В главе «Ябеда» переработана сцена допроса Темы директором гимназии (в окончательной редакции см. стр. 161, от слов: «Впившиеся черные горящие глаза…», до слов: «Молчать! — со спокойным, холодным презрением…»). Гарин сократил в этой сцене натуралистические подробности, риторические фразы, растянутые описания переживаний Темы. В журнальном тексте было: «Страшный, неописуемый взрыв обезумевшего человека, в нормальности которого далеко не был уверен в настоящий момент Тема, оледенил его кровь. Впившиеся, черные горящие глаза ни на мгновение не отпускали от себя широко раскрытых Тёминых глаз. Точно что-то, помимо воли, раздвигало ему глаза и входило. через них властно и сильно с мучительной болью в глубь, в Тему, — туда… куда-то далеко, в ту глубь, которую только холодом прикосновения чего-то чужого впервые ощущал в себе онемевший мальчик. Там, в этой глубине уже гремел и больно бил и рвал душу какой-то дикий ревущий голос, звучали какие-то наполовину понятные слова: Сибирь, каторга, владимирка.

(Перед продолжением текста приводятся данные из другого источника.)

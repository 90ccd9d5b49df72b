use std::borrow::Cow;

use validator::ValidationError;

/// Longest username accepted anywhere on the HTTP surface.
const USERNAME_MAX_LENGTH: usize = 32;

/// Validate a username: non-blank, bounded, no control characters.
pub fn validate_username(username: &str) -> Result<(), ValidationError> {
    if username.trim().is_empty() {
        return Err(error("username_blank", "username must not be blank"));
    }
    if username.len() > USERNAME_MAX_LENGTH {
        return Err(error("username_too_long", "username is too long"));
    }
    if username.chars().any(char::is_control) {
        return Err(error(
            "username_control_chars",
            "username must not contain control characters",
        ));
    }
    Ok(())
}

fn error(code: &'static str, message: &'static str) -> ValidationError {
    let mut err = ValidationError::new(code);
    err.message = Some(Cow::Borrowed(message));
    err
}

#[cfg(test)]
mod tests {
    use super::*;

    #[test]
    fn accepts_ordinary_usernames() {
        assert!(validate_username("Alice").is_ok());
        assert!(validate_username("bob_42").is_ok());
    }

    #[test]
    fn rejects_blank_and_oversized() {
        assert!(validate_username("").is_err());
        assert!(validate_username("   ").is_err());
        assert!(validate_username(&"x".repeat(USERNAME_MAX_LENGTH + 1)).is_err());
    }

    #[test]
    fn rejects_control_characters() {
        assert!(validate_username("al\nice").is_err());
    }
}
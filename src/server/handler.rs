//! Message dispatch for the game server.
//!
//! Runs entirely under the server mutex: one decoded frame in, state
//! mutations plus per-sender replies and PIN broadcasts out. Bad input earns
//! the sender an ERROR frame and never tears the connection down.

use std::time::Instant;

use serde::de::DeserializeOwned;
use serde_json::Value;
use tracing::debug;

use crate::dto::wire::{self, ServerFrame};
use crate::server::{ConnId, ServerInner};
use crate::state::game::{Advance, AnswerOutcome, DEFAULT_MAX_PLAYERS, Game, GameState};

/// Route one decoded frame to its handler.
pub fn dispatch(inner: &mut ServerInner, conn_id: ConnId, frame: Value) {
    let kind = frame
        .get("type")
        .and_then(Value::as_str)
        .unwrap_or_default()
        .to_string();

    match kind.as_str() {
        "REGISTER" => with_payload(inner, conn_id, frame, handle_register),
        "LIST_GAMES" => handle_list_games(inner, conn_id),
        "CREATE_GAME" => with_payload(inner, conn_id, frame, handle_create_game),
        "JOIN_GAME" => with_payload(inner, conn_id, frame, handle_join_game),
        "EXIT_GAME" => with_payload(inner, conn_id, frame, handle_exit_game),
        "SUBMIT_QUESTION" => with_payload(inner, conn_id, frame, handle_submit_question),
        "START_GAME" => with_payload(inner, conn_id, frame, handle_start_game),
        "ANSWER" => with_payload(inner, conn_id, frame, handle_answer),
        "NEXT_QUESTION" => with_payload(inner, conn_id, frame, handle_next_question),
        "END_GAME" => with_payload(inner, conn_id, frame, handle_end_game),
        "CHAT" => with_payload(inner, conn_id, frame, handle_chat),
        _ => error(inner, conn_id, format!("Unknown type: {kind}")),
    }
}

/// Decode the payload for a known type. Structurally broken payloads are
/// dropped like any other malformed frame.
fn with_payload<T: DeserializeOwned>(
    inner: &mut ServerInner,
    conn_id: ConnId,
    frame: Value,
    handle: fn(&mut ServerInner, ConnId, T),
) {
    match serde_json::from_value::<T>(frame) {
        Ok(payload) => handle(inner, conn_id, payload),
        Err(err) => debug!(conn_id, error = %err, "dropping malformed payload"),
    }
}

fn handle_register(inner: &mut ServerInner, conn_id: ConnId, msg: wire::Register) {
    let Some(username) = msg.username else {
        return error(inner, conn_id, "Username required");
    };
    if let Some(connection) = inner.connections.get_mut(&conn_id) {
        connection.username = Some(username.clone());
    }
    inner.reply(conn_id, &ServerFrame::RegisterOk { username });
}

fn handle_list_games(inner: &mut ServerInner, conn_id: ConnId) {
    inner.registry.sweep_ended(Instant::now());
    let games = inner.registry.listable().map(Game::wire).collect();
    inner.reply(conn_id, &ServerFrame::GamesList { games });
}

fn handle_create_game(inner: &mut ServerInner, conn_id: ConnId, msg: wire::CreateGame) {
    let Some(host) = msg.username.or_else(|| conn_username(inner, conn_id)) else {
        return error(inner, conn_id, "Register first");
    };

    let max_players = match msg.max_players {
        Some(limit) if limit > 0 => limit,
        _ => DEFAULT_MAX_PLAYERS,
    };

    let pin = inner.registry.allocate_pin();
    let game = Game::new(
        pin.clone(),
        host,
        msg.theme.unwrap_or_default(),
        msg.is_public.unwrap_or(true),
        max_players,
    );
    let wire = game.wire();
    inner.registry.insert(game);

    if let Some(connection) = inner.connections.get_mut(&conn_id) {
        connection.current_pin = Some(pin);
    }
    inner.reply(conn_id, &ServerFrame::GameCreated { game: wire });
}

fn handle_join_game(inner: &mut ServerInner, conn_id: ConnId, msg: wire::JoinGame) {
    let Some(username) = msg.username.or_else(|| conn_username(inner, conn_id)) else {
        return error(inner, conn_id, "Username required");
    };
    let Some(pin) = msg.pin else {
        return error(inner, conn_id, "Game not found");
    };
    let Some(game) = inner.registry.get_mut(&pin) else {
        return error(inner, conn_id, "Game not found");
    };
    if game.state != GameState::Lobby {
        return error(inner, conn_id, "Game already started");
    }
    if game.is_full() {
        return error(inner, conn_id, "Game is full");
    }

    game.add_player(username);
    let wire = game.wire();

    if let Some(connection) = inner.connections.get_mut(&conn_id) {
        connection.current_pin = Some(pin.clone());
    }
    inner.reply(conn_id, &ServerFrame::JoinedGame { game: wire.clone() });
    inner.broadcast(
        &pin,
        &ServerFrame::PlayerJoined { pin: pin.clone(), game: wire },
    );
}

fn handle_exit_game(inner: &mut ServerInner, conn_id: ConnId, msg: wire::ExitGame) {
    let Some(username) = msg.username.or_else(|| conn_username(inner, conn_id)) else {
        return error(inner, conn_id, "Username required");
    };
    let Some(pin) = msg.pin.or_else(|| conn_pin(inner, conn_id)) else {
        return error(inner, conn_id, "Game not found");
    };
    let Some(game) = inner.registry.get_mut(&pin) else {
        return error(inner, conn_id, "Game not found");
    };

    game.remove_player(&username);
    let deserted = game.players.is_empty();
    let wire = game.wire();

    if let Some(connection) = inner.connections.get_mut(&conn_id) {
        connection.current_pin = None;
    }

    if deserted {
        inner.registry.remove(&pin);
        debug!(%pin, "last player left; game deleted");
    } else {
        inner.broadcast(
            &pin,
            &ServerFrame::PlayerLeft { pin: pin.clone(), game: wire },
        );
    }
}

fn handle_submit_question(inner: &mut ServerInner, conn_id: ConnId, msg: wire::SubmitQuestion) {
    let Some(author) = msg.username.or_else(|| conn_username(inner, conn_id)) else {
        return error(inner, conn_id, "Register first");
    };
    let Some(pin) = msg.pin.or_else(|| conn_pin(inner, conn_id)) else {
        return error(inner, conn_id, "Game not found");
    };
    let Some(question) = msg.question else {
        return error(inner, conn_id, "Question text required");
    };
    let answer_true = wire::truthy(&msg.answer_true);

    let Some(game) = inner.registry.get_mut(&pin) else {
        return error(inner, conn_id, "Game not found");
    };
    if game.state != GameState::Lobby {
        return error(inner, conn_id, "Game already started");
    }

    game.add_question(author.clone(), question.clone(), answer_true);
    inner.broadcast(
        &pin,
        &ServerFrame::QuestionSubmitted {
            pin: pin.clone(),
            username: author,
            question,
            answer_true,
        },
    );
}

fn handle_start_game(inner: &mut ServerInner, conn_id: ConnId, msg: wire::StartGame) {
    let actor = actor_or_unknown(msg.username, inner, conn_id);
    let Some(pin) = msg.pin.or_else(|| conn_pin(inner, conn_id)) else {
        return error(inner, conn_id, "Game not found");
    };
    let Some(game) = inner.registry.get_mut(&pin) else {
        return error(inner, conn_id, "Game not found");
    };
    if game.state != GameState::Lobby {
        return error(inner, conn_id, "Game already started");
    }
    if game.host != actor {
        return error(inner, conn_id, "Only host can start");
    }
    if game.questions.is_empty() {
        return error(inner, conn_id, "Add at least 1 question before starting");
    }

    game.start();
    let wire = game.wire();
    inner.broadcast(
        &pin,
        &ServerFrame::GameStarted { pin: pin.clone(), game: wire },
    );
}

fn handle_answer(inner: &mut ServerInner, conn_id: ConnId, msg: wire::Answer) {
    let Some(username) = msg.username.or_else(|| conn_username(inner, conn_id)) else {
        return error(inner, conn_id, "Username required");
    };
    let Some(pin) = msg.pin.or_else(|| conn_pin(inner, conn_id)) else {
        return error(inner, conn_id, "Game not found");
    };
    let Some(game) = inner.registry.get_mut(&pin) else {
        return error(inner, conn_id, "Game not found");
    };
    if game.state != GameState::InProgress {
        return error(inner, conn_id, "Game not in progress");
    }

    // Late arrivals may answer; they become players on the spot.
    if !game.players.contains(&username) {
        game.add_player(username.clone());
    }

    let correct = wire::loose_bool(&msg.correct);
    let outcome = game.record_answer(&username, correct);
    let wire = game.wire();

    inner.broadcast(
        &pin,
        &ServerFrame::ScoreUpdate {
            pin: pin.clone(),
            game: wire,
            answered_by: username,
            correct,
            duplicate: outcome == AnswerOutcome::Duplicate,
        },
    );
}

fn handle_next_question(inner: &mut ServerInner, conn_id: ConnId, msg: wire::NextQuestion) {
    let actor = actor_or_unknown(msg.username, inner, conn_id);
    let Some(pin) = msg.pin.or_else(|| conn_pin(inner, conn_id)) else {
        return error(inner, conn_id, "Game not found");
    };
    let Some(game) = inner.registry.get_mut(&pin) else {
        return error(inner, conn_id, "Game not found");
    };
    if game.state != GameState::InProgress {
        return error(inner, conn_id, "Game not in progress");
    }
    if game.host != actor {
        return error(inner, conn_id, "Only host can advance");
    }

    let advanced = game.advance(Instant::now());
    let wire = game.wire();
    let frame = match advanced {
        Advance::Ended => ServerFrame::GameEnded { pin: pin.clone(), game: wire },
        Advance::Next(_) => ServerFrame::NextQuestion { pin: pin.clone(), game: wire },
    };
    inner.broadcast(&pin, &frame);
}

fn handle_end_game(inner: &mut ServerInner, conn_id: ConnId, msg: wire::EndGame) {
    let actor = actor_or_unknown(msg.username, inner, conn_id);
    let Some(pin) = msg.pin.or_else(|| conn_pin(inner, conn_id)) else {
        return error(inner, conn_id, "Game not found");
    };
    let Some(game) = inner.registry.get_mut(&pin) else {
        return error(inner, conn_id, "Game not found");
    };
    if game.host != actor {
        return error(inner, conn_id, "Only host can end");
    }

    // Second END_GAME is a no-op: no broadcast, ended_at untouched.
    if game.end(Instant::now()) {
        let wire = game.wire();
        inner.broadcast(
            &pin,
            &ServerFrame::GameEnded { pin: pin.clone(), game: wire },
        );
    }
}

fn handle_chat(inner: &mut ServerInner, conn_id: ConnId, msg: wire::Chat) {
    let from = actor_or_unknown(msg.username, inner, conn_id);
    let Some(pin) = msg.pin.or_else(|| conn_pin(inner, conn_id)) else {
        return error(inner, conn_id, "Game not found");
    };
    if inner.registry.get(&pin).is_none() {
        return error(inner, conn_id, "Game not found");
    }
    let message = msg.message.unwrap_or_default();

    inner.broadcast(
        &pin,
        &ServerFrame::Chat {
            pin: pin.clone(),
            from,
            message,
        },
    );
}

fn error(inner: &ServerInner, conn_id: ConnId, message: impl Into<String>) {
    inner.reply(
        conn_id,
        &ServerFrame::Error {
            message: message.into(),
        },
    );
}

/// `msg.username || conn.username || "Unknown"`.
fn actor_or_unknown(
    msg_username: Option<String>,
    inner: &ServerInner,
    conn_id: ConnId,
) -> String {
    msg_username
        .or_else(|| conn_username(inner, conn_id))
        .unwrap_or_else(|| "Unknown".into())
}

fn conn_username(inner: &ServerInner, conn_id: ConnId) -> Option<String> {
    inner
        .connections
        .get(&conn_id)
        .and_then(|connection| connection.username.clone())
}

fn conn_pin(inner: &ServerInner, conn_id: ConnId) -> Option<String> {
    inner
        .connections
        .get(&conn_id)
        .and_then(|connection| connection.current_pin.clone())
}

Что в сравнении с этим розги отца! Что его теплые ляжки в сравнении с этим отвратительным горячим дыханием рта — этого накуренного, горячего мундштука, этой клоаки всевозможных катаров, гнилых зубов, этой пасти невыносимым ядовитым зловонием разившей из себя, этого мечущегося в ней, посиневшей^ опутанного белыми нитями пены, длинного языка!
Ошеломленный, удрученный Тема почувствовал, как он точно погружался куда-то…
Рядом с этим диким воем, как жалобный подсвист в бурю, зазвучали в его ушах и посыпались его бессвязные, слабеющие слова о пощаде, слова мольбы, просьбы и опять мольбы о пощаде и еще… ужасные, страшные слова, бессознательно слетавшие с помертвелых губ…
Ах, более страшные, чем кладбище и черная шапка Еремея, чем розги отца, чем сам директор, чем все что бы то ни было на свете.